Dividends  No dividend was announced during the quarter, as expected.

Key Results Highlights YoY, 1Q14 core net profit declined by 3.3% despite an 34.6% increase in core revenue. This was mainly due to higher effective tax rate (+0.9ppt), higher selling and administrative expenses (+27.7% YoY) and finance costs (+43.1% YoY) in the reporting quarter. The group GP margin improved by 1.6ppt due to a higher gross profit contribution from the property development division which was more than enough to compensate for the lower GP margin in both construction and manufacturing division.

 YoY, Kimlun’s construction GP margin eroded by 1.9ppt as the group has been involved in more projects involving the construction of high rise buildings which entail more specialist contractors and clients’ nominated sub-contractors services (SCNSC) which generally earns lower margin.

 Meanwhile, its manufacturing division also faces a 3.4ppt margin compression, underpinned by higher depreciation from new production plants which were set up in FY13 and the lower margins contribution in the KVMRT segmental box grinders and TLS supply contracts.

 QoQ, 1Q14 core revenue and PBT (excluding the land sale gain) surged by 16.1% and 67.5% respectively. The increase in revenue was mainly due to better performance in both construction and property development division. Group NP increased by a lower incremental rate of 43.8% vis-à-vis the increase in PBT, due to the recognition of tax incentives in 4Q13 vs. 26% of effective tax rate in the current quarter.

 QoQ, net gearing has been pared down from 0.8x to 0.3x (our comfortable zone) after the land sale.

Outlook  Kimlun’s current outstanding orderbook of c.RM2.1b will provide earnings visibility for the next two years.

 Property development’s contribution should pick up in FY14-15E, thanks to its unbilled sales of RM131m.

 Despite the strong outstanding orderbook, we believe that near term outlook remains lacklustre, as profit margin in both construction and manufacturing segment could be continually under pressure for the next few quarters.

Change to Forecasts We have lowered our FY14-15E core net profit estimates by 10%-5% respectively to RM46.6m-RM53.3m after accounting for higher operating expenses and a lower GP margin in the manufacturing division.

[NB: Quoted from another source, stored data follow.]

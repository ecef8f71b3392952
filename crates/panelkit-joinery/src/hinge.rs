//! Pin-hinge knuckle edge generation.
//!
//! A hinge edge is the same alternating-pitch walk as a finger edge, but
//! each knuckle is centered within its pitch with a half-clearance plus
//! half-kerf margin on both sides. After the beam removes half a kerf from
//! each face, the physical gap between mating knuckles equals the requested
//! clearance plus the kerf.

use panelkit_core::Point;
use serde::{Deserialize, Serialize};
use tracing::debug;

use crate::finger::push_unique_point;

/// Which plate of the hinge an edge belongs to.
#[derive(Debug, Clone, Copy, PartialEq, Eq, Serialize, Deserialize)]
pub enum HingeRole {
    Back,
    Lid,
}

/// Knuckle count selection.
#[derive(Debug, Clone, Copy, PartialEq, Eq, Serialize, Deserialize)]
pub enum CountMode {
    /// Derive the count from the edge length and finger width.
    Auto,
    /// Requested count; forced odd and at least 3, with a note.
    Manual(u32),
}

/// Parameters shared by the two mating hinge edges.
#[derive(Debug, Clone, Copy, PartialEq, Serialize, Deserialize)]
pub struct HingeSpec {
    pub clearance_mm: f64,
    pub kerf_mm: f64,
    pub finger_width_mm: f64,
    pub count: CountMode,
}

impl Default for HingeSpec {
    fn default() -> Self {
        Self {
            clearance_mm: 0.2,
            kerf_mm: 0.15,
            finger_width_mm: 10.0,
            count: CountMode::Auto,
        }
    }
}

/// The knuckle pattern shared by both plates of a hinge. Derived on demand
/// from an edge length and spec, never stored.
#[derive(Debug, Clone, Copy, PartialEq)]
pub struct HingePattern {
    /// Always odd and at least 3, so the two plates get complementary
    /// (not equal) knuckle counts and the end knuckles mate.
    pub count: u32,
    pub pitch_mm: f64,
}

impl HingePattern {
    /// Derives the pattern, recording a note when a manual count had to be
    /// corrected.
    pub fn derive(length: f64, spec: &HingeSpec, notes: &mut Vec<String>) -> Self {
        let count = match spec.count {
            CountMode::Auto => {
                let auto = crate::finger::finger_count(length, spec.finger_width_mm);
                auto.max(3)
            }
            CountMode::Manual(requested) => {
                let mut count = requested.max(3);
                if count % 2 == 0 {
                    count += 1;
                }
                if count != requested {
                    notes.push(format!(
                        "Hinge knuckle count adjusted from {} to {} (must be odd, at least 3)",
                        requested, count
                    ));
                }
                count
            }
        };
        debug!(length, count, "derived hinge pattern");
        Self {
            count,
            pitch_mm: length / count as f64,
        }
    }

    /// Whether pitch `i` carries a knuckle on the back plate. The lid plate
    /// takes the complement.
    pub fn is_back_finger(&self, i: u32) -> bool {
        i % 2 == 0
    }
}

/// Generates one hinge edge in the local frame (along +x, knuckles toward
/// -y). `depth` is the knuckle protrusion, normally the material thickness.
///
/// Output is axis-aligned only; the centering margin keeps each knuckle
/// `(clearance + kerf) / 2` away from its pitch boundaries.
pub fn hinge_edge(
    length: f64,
    depth: f64,
    spec: &HingeSpec,
    role: HingeRole,
    notes: &mut Vec<String>,
) -> Vec<Point> {
    let pattern = HingePattern::derive(length, spec, notes);
    let pitch = pattern.pitch_mm;
    let margin = (spec.clearance_mm + spec.kerf_mm) / 2.0;

    // A margin that eats the whole pitch leaves no knuckle to cut.
    let margin = if margin * 2.0 >= pitch {
        notes.push(format!(
            "Hinge clearance+kerf margin {:.2}mm leaves no knuckle width at pitch {:.2}mm; margin reduced",
            margin, pitch
        ));
        pitch * 0.25
    } else {
        margin
    };

    let mut path = Vec::new();
    push_unique_point(&mut path, Point::new(0.0, 0.0));

    for i in 0..pattern.count {
        let x0 = i as f64 * pitch;
        let owns = match role {
            HingeRole::Back => pattern.is_back_finger(i),
            HingeRole::Lid => !pattern.is_back_finger(i),
        };
        if owns {
            push_unique_point(&mut path, Point::new(x0 + margin, 0.0));
            push_unique_point(&mut path, Point::new(x0 + margin, -depth));
            push_unique_point(&mut path, Point::new(x0 + pitch - margin, -depth));
            push_unique_point(&mut path, Point::new(x0 + pitch - margin, 0.0));
        }
        push_unique_point(&mut path, Point::new(x0 + pitch, 0.0));
    }
    push_unique_point(&mut path, Point::new(length, 0.0));
    path
}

Rating Maintain UNDERPERFORM

 Maintain UNDERPERFORM rating, as the company continue to see margin risks and valuation is not compelling at this juncture.

Valuation  We revise our TP to RM1.60 from RM1.55 after the earnings adjustment and rolling over our valuation base year to FY15.

 Our valuation basis is based on an unchanged 9x fwd. PER over our FY15 core EPS of 17.7 sen.

Risks to Our Call  Better than expected margins.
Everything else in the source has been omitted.